[Data provided — start]

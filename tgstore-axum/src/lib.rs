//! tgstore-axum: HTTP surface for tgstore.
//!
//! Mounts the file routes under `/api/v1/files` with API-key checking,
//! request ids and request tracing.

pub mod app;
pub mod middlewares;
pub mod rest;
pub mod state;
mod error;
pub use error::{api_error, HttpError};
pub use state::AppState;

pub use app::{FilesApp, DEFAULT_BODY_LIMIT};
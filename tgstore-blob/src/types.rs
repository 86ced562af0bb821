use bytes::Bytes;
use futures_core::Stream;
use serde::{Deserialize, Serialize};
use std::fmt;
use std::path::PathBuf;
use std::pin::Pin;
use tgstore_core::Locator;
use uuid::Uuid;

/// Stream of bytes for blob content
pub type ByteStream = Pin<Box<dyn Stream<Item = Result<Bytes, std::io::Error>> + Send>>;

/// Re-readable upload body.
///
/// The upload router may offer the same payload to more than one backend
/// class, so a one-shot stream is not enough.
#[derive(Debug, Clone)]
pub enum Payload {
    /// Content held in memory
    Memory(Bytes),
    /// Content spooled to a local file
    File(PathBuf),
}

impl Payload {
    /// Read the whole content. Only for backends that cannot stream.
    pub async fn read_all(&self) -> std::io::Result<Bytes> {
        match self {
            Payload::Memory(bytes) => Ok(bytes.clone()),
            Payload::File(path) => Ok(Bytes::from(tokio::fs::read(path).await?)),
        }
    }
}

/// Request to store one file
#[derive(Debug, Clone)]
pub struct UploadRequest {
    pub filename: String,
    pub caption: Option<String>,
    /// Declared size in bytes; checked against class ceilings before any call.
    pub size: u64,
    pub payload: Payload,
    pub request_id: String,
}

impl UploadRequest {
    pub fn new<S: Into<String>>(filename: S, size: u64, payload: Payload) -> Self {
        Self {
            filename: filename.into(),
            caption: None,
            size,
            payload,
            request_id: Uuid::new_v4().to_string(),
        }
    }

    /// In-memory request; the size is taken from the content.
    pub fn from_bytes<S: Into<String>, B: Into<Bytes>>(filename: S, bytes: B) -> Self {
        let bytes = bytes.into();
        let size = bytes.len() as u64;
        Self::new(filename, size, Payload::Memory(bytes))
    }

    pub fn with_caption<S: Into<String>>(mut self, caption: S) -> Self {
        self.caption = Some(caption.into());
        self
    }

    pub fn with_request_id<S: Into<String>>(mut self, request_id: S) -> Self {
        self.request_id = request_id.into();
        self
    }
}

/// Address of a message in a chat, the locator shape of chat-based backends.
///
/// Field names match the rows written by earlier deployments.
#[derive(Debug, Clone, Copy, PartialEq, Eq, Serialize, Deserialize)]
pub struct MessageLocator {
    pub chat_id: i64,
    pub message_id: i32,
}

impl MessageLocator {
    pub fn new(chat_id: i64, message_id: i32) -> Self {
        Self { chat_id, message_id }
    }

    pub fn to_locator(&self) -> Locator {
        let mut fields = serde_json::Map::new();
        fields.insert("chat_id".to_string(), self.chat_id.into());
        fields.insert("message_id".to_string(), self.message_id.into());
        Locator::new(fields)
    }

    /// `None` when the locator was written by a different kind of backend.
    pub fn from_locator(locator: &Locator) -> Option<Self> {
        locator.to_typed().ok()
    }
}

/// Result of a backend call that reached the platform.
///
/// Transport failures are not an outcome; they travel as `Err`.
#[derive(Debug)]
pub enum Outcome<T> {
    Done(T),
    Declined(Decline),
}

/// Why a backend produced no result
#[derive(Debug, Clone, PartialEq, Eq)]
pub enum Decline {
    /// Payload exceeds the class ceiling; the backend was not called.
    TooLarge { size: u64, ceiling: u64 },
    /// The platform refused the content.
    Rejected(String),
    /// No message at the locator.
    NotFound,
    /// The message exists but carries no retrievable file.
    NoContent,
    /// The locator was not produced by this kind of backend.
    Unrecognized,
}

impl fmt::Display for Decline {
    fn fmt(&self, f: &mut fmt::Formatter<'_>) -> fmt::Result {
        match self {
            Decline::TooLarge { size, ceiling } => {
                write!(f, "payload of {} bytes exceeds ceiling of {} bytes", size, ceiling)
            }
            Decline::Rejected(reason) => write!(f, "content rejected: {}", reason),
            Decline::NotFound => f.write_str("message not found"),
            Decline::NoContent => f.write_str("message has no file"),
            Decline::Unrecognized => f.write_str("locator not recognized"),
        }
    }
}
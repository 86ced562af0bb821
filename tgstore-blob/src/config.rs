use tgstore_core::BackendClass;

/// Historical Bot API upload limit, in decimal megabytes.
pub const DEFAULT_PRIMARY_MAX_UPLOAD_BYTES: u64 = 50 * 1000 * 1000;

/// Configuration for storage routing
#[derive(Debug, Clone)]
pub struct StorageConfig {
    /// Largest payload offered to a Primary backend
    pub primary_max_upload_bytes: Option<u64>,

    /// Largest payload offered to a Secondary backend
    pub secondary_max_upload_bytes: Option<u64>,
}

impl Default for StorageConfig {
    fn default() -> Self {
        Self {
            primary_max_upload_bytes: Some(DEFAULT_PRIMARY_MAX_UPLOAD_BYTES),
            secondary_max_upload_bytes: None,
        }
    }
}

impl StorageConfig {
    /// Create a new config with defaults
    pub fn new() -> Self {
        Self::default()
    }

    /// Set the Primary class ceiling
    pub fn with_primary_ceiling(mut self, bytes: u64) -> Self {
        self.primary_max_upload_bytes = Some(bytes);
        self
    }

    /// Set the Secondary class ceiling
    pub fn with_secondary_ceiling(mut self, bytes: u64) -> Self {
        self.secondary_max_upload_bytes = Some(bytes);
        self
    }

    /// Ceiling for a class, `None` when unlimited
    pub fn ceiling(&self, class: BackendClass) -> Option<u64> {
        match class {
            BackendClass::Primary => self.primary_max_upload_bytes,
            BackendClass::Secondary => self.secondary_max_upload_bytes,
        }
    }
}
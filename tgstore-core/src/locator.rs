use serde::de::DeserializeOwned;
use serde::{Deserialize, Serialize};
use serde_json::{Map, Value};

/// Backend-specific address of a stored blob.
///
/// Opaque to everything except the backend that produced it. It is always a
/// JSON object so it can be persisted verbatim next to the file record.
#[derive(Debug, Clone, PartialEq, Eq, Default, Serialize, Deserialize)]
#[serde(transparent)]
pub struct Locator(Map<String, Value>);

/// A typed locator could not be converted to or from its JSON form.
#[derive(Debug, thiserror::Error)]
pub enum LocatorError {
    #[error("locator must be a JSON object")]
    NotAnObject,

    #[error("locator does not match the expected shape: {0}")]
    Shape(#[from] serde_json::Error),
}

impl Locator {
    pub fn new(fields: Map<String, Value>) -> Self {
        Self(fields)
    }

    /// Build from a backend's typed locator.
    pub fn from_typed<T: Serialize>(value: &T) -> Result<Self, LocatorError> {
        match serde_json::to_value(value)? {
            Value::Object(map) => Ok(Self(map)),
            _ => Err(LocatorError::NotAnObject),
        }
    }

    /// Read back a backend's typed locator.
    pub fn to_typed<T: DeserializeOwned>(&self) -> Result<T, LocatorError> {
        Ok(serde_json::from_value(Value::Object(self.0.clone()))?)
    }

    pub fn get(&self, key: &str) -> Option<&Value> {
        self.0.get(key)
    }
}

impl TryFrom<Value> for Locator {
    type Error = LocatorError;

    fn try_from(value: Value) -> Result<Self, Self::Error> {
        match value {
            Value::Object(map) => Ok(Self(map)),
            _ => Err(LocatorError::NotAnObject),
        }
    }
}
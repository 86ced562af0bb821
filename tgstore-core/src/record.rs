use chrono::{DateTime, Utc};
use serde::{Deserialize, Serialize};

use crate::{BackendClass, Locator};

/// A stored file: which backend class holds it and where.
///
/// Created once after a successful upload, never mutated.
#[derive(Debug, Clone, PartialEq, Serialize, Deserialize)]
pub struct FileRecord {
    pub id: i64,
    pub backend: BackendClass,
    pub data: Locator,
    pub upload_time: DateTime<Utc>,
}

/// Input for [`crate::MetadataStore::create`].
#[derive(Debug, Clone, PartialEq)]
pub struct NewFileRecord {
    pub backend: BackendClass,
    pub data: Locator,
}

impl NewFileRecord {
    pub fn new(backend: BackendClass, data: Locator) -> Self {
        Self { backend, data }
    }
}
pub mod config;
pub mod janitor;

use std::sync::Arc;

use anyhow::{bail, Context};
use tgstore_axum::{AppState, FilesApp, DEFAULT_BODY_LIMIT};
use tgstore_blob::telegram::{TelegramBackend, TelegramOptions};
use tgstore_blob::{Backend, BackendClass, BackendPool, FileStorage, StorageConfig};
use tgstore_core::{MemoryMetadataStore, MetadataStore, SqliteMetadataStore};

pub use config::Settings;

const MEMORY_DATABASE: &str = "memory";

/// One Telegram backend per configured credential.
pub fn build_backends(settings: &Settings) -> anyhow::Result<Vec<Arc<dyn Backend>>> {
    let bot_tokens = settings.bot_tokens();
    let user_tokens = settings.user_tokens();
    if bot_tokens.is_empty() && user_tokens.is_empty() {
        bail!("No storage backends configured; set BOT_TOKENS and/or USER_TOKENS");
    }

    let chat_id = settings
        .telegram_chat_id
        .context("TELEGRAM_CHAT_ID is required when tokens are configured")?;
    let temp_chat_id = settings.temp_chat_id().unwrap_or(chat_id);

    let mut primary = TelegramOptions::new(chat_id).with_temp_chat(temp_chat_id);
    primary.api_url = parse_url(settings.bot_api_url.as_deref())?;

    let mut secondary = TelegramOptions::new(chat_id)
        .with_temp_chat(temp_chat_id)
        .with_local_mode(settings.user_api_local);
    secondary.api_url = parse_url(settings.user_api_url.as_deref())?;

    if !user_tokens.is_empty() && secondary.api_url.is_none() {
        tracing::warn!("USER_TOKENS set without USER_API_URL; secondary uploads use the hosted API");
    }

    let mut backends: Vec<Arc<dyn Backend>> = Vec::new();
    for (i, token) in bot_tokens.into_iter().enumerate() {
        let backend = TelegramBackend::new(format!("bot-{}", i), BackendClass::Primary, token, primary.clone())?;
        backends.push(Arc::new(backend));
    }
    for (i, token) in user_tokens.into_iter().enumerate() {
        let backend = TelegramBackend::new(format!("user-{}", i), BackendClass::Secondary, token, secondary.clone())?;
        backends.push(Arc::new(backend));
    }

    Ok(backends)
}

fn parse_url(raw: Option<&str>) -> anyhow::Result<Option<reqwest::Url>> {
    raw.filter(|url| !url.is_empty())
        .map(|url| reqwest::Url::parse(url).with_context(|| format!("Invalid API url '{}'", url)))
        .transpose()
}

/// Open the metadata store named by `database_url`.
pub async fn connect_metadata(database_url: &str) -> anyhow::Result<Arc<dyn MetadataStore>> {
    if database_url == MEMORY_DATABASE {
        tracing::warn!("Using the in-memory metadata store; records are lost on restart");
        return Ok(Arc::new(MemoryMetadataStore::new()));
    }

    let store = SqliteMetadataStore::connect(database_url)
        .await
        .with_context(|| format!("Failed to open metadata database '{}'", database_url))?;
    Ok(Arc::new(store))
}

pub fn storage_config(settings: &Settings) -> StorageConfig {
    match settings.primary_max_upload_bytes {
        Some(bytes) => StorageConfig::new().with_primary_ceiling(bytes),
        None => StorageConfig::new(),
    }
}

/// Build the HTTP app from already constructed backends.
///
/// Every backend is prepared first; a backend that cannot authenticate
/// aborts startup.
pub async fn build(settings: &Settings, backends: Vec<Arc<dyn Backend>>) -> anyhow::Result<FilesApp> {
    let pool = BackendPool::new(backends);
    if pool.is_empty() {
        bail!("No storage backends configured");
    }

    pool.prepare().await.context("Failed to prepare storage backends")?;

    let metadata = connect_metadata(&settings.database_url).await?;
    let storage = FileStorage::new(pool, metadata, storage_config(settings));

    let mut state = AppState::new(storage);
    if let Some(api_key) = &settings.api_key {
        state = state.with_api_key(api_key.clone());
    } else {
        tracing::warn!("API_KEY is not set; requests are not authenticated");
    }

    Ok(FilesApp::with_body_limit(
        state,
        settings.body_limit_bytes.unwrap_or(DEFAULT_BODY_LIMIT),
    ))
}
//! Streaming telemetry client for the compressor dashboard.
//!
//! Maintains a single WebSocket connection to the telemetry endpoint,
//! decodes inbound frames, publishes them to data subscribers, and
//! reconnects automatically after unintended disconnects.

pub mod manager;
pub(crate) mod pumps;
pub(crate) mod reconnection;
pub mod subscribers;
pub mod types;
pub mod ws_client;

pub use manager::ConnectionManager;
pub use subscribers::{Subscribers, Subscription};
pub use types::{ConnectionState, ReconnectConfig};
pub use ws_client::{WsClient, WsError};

[Data provided — finish]

Look over the listing above and copy each line that contains "BackendPool".

◆ Answer for this exercise ◆
use tgstore_blob::{Backend, BackendClass, BackendPool, FileStorage, StorageConfig};
    let pool = BackendPool::new(backends);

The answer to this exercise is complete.